I have a blueberry patch on the western side of my property that contains nine northern high-bush blueberry plants that are approximately five years old. The varieties include: Northblue, Northsky, Northland, Early Bluejay, Bluecrop, Jersey and Patriot. Given the variety of bushes, our harvest is staggered from early July to late August. Around the bushes I have a thick groundcover of pine needles, woodchips, Creeping Charlie, French sorrel and strawberries. The Creeping Charlie thrives, no matter how often I pull it up out of the mulch; the sorrel and strawberries struggle. I believe that the soil is too acid for the strawberries and sorrel. Although the Creeping Charlie attracts pollinators all summer, I want to be able to keep the creeping Charlie in check because it also tends to chokes out the interior of my bushes. Creeping Charlie might work as a ground cover when my bushes are much taller but right now it competes with my bushes for moisture and blocks air circulation. In order to make this area more self-reliant, I want to try to create a guild of plants that will cooperate naturally in this part of my yard. Given that my children want me to plant dozens more blueberry bushes somewhere in the yard; I had better figure something out that will work!

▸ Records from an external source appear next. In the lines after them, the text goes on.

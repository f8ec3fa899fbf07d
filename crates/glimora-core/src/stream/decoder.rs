//! Incremental UTF-8 stream decoder.
//!
//! Turns a raw byte stream from a model response into an ordered sequence
//! of text fragments. A multi-byte character split across two chunks is
//! held back until its remaining bytes arrive, so a fragment never ends
//! mid-character.
//!
//! The decoder performs no retries: a read error or an invalid byte
//! sequence ends the stream with that error. It also never closes the
//! source; dropping the returned stream drops the source with it, which is
//! how the caller releases the underlying connection.

use std::pin::Pin;

use futures_util::{Stream, StreamExt};

use glimora_types::error::TurnError;

/// Decoded text fragments of one streaming response.
///
/// Exhausted once consumed; a new call to the producing strategy yields a
/// fresh stream.
pub type FragmentStream = Pin<Box<dyn Stream<Item = Result<String, TurnError>> + Send + 'static>>;

/// Decode a byte-chunk stream into UTF-8 text fragments.
///
/// Each input chunk normally produces one output fragment. Bytes that end
/// mid-character are carried over into the next fragment. An invalid byte
/// sequence, or a truncated character at end-of-stream, surfaces as
/// [`TurnError::Decode`].
pub fn decode_fragments<S>(source: S) -> impl Stream<Item = Result<String, TurnError>> + Send
where
    S: Stream<Item = Result<Vec<u8>, TurnError>> + Send + 'static,
{
    async_stream::try_stream! {
        let mut source = Box::pin(source);
        let mut buf: Vec<u8> = Vec::new();

        while let Some(chunk) = source.next().await {
            let chunk = chunk?;
            if chunk.is_empty() {
                continue;
            }
            buf.extend_from_slice(&chunk);

            let valid_len = match std::str::from_utf8(&buf) {
                Ok(text) => text.len(),
                Err(err) => {
                    if err.error_len().is_some() {
                        Err(TurnError::Decode(format!(
                            "invalid UTF-8 at byte {} of stream chunk",
                            err.valid_up_to()
                        )))?;
                    }
                    // Incomplete trailing character; wait for more bytes.
                    err.valid_up_to()
                }
            };

            if valid_len > 0 {
                let rest = buf.split_off(valid_len);
                let fragment = String::from_utf8(std::mem::replace(&mut buf, rest))
                    .expect("prefix validated as UTF-8");
                yield fragment;
            }
        }

        if !buf.is_empty() {
            Err(TurnError::Decode(
                "stream ended mid-character".to_string(),
            ))?;
        }
    }
}

#[cfg(test)]
mod tests {
    use super::*;
    use futures_util::stream;

    fn byte_stream(
        chunks: Vec<Result<Vec<u8>, TurnError>>,
    ) -> impl Stream<Item = Result<Vec<u8>, TurnError>> + Send + 'static {
        stream::iter(chunks)
    }

    async fn collect_ok(
        chunks: Vec<&[u8]>,
    ) -> Vec<String> {
        let source = byte_stream(chunks.into_iter().map(|c| Ok(c.to_vec())).collect());
        decode_fragments(source)
            .map(|r| r.unwrap())
            .collect()
            .await
    }

    #[tokio::test]
    async fn test_ascii_chunks_pass_through() {
        let fragments = collect_ok(vec![b"Here", b"'s", b" a suggestion..."]).await;
        assert_eq!(fragments, vec!["Here", "'s", " a suggestion..."]);
        assert_eq!(fragments.concat(), "Here's a suggestion...");
    }

    #[tokio::test]
    async fn test_multibyte_char_split_across_chunks() {
        // "é" is 0xC3 0xA9; split it between two chunks.
        let fragments = collect_ok(vec![b"caf\xC3", b"\xA9 au lait"]).await;
        assert_eq!(fragments, vec!["caf", "é au lait"]);
        assert_eq!(fragments.concat(), "café au lait");
    }

    #[tokio::test]
    async fn test_four_byte_char_split_three_ways() {
        // U+1F600 is 0xF0 0x9F 0x98 0x80.
        let fragments = collect_ok(vec![b"ok \xF0", b"\x9F", b"\x98\x80 done"]).await;
        assert_eq!(fragments.concat(), "ok \u{1F600} done");
    }

    #[tokio::test]
    async fn test_empty_chunks_are_skipped() {
        let fragments = collect_ok(vec![b"a".as_slice(), b"", b"b"]).await;
        assert_eq!(fragments, vec!["a", "b"]);
    }

    #[tokio::test]
    async fn test_invalid_byte_sequence_is_decode_error() {
        // 0xFF is never valid UTF-8.
        let source = byte_stream(vec![Ok(b"ok".to_vec()), Ok(vec![0xFF, 0x41])]);
        let results: Vec<_> = decode_fragments(source).collect().await;

        assert_eq!(results[0].as_deref().unwrap(), "ok");
        assert!(matches!(results[1], Err(TurnError::Decode(_))));
        assert_eq!(results.len(), 2);
    }

    #[tokio::test]
    async fn test_truncated_char_at_end_of_stream() {
        let source = byte_stream(vec![Ok(b"abc\xC3".to_vec())]);
        let results: Vec<_> = decode_fragments(source).collect().await;

        assert_eq!(results[0].as_deref().unwrap(), "abc");
        assert!(matches!(results[1], Err(TurnError::Decode(_))));
    }

    #[tokio::test]
    async fn test_source_error_terminates_stream() {
        let source = byte_stream(vec![
            Ok(b"partial".to_vec()),
            Err(TurnError::Network {
                message: "connection reset".to_string(),
                detail: None,
            }),
        ]);
        let results: Vec<_> = decode_fragments(source).collect().await;

        assert_eq!(results[0].as_deref().unwrap(), "partial");
        assert!(matches!(results[1], Err(TurnError::Network { .. })));
        assert_eq!(results.len(), 2);
    }

    #[tokio::test]
    async fn test_concatenation_is_lossless() {
        let text = "ファイルの内容を要約します。Here we go → 🎬 movie night!";
        let bytes = text.as_bytes();
        // Slice into awkward 3-byte chunks to force held-back bytes.
        let chunks: Vec<&[u8]> = bytes.chunks(3).collect();
        let fragments = collect_ok(chunks).await;
        assert_eq!(fragments.concat(), text);
    }
}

Step One: Determining the Needs and Characteristics of Blueberry Bushes

• Blueberries need full sun for optimal fruit bearing.
• Blueberry bushes have very shallow root systems and are sensitive to water fluctuations, requiring one to two inches of water per week from blooming to harvest. We are generously blessed with sufficient rainfall most of the year, but in the hot, dry weeks of summers, supplemental watering is required to ensure an abundant harvest of large fruit.
• Blueberries prefer very acidic soil, with a pH between 4 and 4.5, containing at least 4 to 7% organic matter.
• They are multi-stemmed shrubs, ranging in height from four to seven feet at maturity.
• Blueberry bushes have flat, mostly shallow roots that grow like a plate around the plant and may have a few deeper roots. They are stoloniferous, rooting from creeping stems above the ground.
• They are native to eastern North America and are naturally found growing in old fields, thickets, open woods and forests.
• Easy access to the plants is essential for harvesting and pruning. For increased production, annual pruning is recommended after the bushes are established. I have seen recommendations for spacing varying between 2.5 feet and 5 feet between bushes.

Step Two: Choosing companion plants for the Guild

In choosing companions, I am looking for plants that will perform the functions that are found in a healthy ecosystem. These include:

• plants that provide fertilizer (through nitrogen fixing or attracting wildlife that will leave nitrogen-rich droppings),
• plants that bring nutrients into the cycle (dynamic accumulators that have deep roots that can bring minerals up from the bedrock,
• plants that cover and protect the soil (create mulch, provide a living mulch),
• insectary plants that provide housing and food for beneficial wildlife over the longest period of time, and
• plants that help cultivate the soil with deep roots that penetrate, loosen and aerate the soil.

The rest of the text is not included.